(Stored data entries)
use crate::shared::config::model::{PartitionedConfig, load_settings};

#[test]
fn defaults_load_without_config_file() {
    // SAFETY: no other test in this crate reads or writes RETRACE_CONFIG.
    unsafe {
        std::env::set_var("RETRACE_CONFIG", "does/not/exist/retrace");
    }
    let settings = load_settings().expect("defaults");
    assert!(settings.partitioned.enabled);
    assert_eq!(settings.partitioned.threshold_mb, 50);
    assert_eq!(settings.partitioned.max_cached_fragments, 1000);
    assert!(settings.engine_cache.max_size >= settings.engine_cache.min_size);
}

#[test]
fn threshold_is_expressed_in_mebibytes() {
    let cfg = PartitionedConfig {
        enabled: true,
        threshold_mb: 50,
        max_cached_fragments: 10,
    };
    assert_eq!(cfg.threshold_bytes(), 50 * 1024 * 1024);
}
pub mod engine;
pub mod logging;
pub mod shared;

#[cfg(test)]
#[path = "../tests/helpers/mod.rs"]
pub mod test_helpers;
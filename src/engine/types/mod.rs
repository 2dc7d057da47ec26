pub mod version_key;

pub use version_key::VersionKey;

**ASSIGNMENT**
Copy, please, exactly the lines that start at the first line of the data and end at the line containing "assert!(settings.partitioned.enabled);", both kept and no others.

**EXPECTED ANSWER**
use crate::shared::config::model::{PartitionedConfig, load_settings};

#[test]
fn defaults_load_without_config_file() {
    // SAFETY: no other test in this crate reads or writes RETRACE_CONFIG.
    unsafe {
        std::env::set_var("RETRACE_CONFIG", "does/not/exist/retrace");
    }
    let settings = load_settings().expect("defaults");
    assert!(settings.partitioned.enabled);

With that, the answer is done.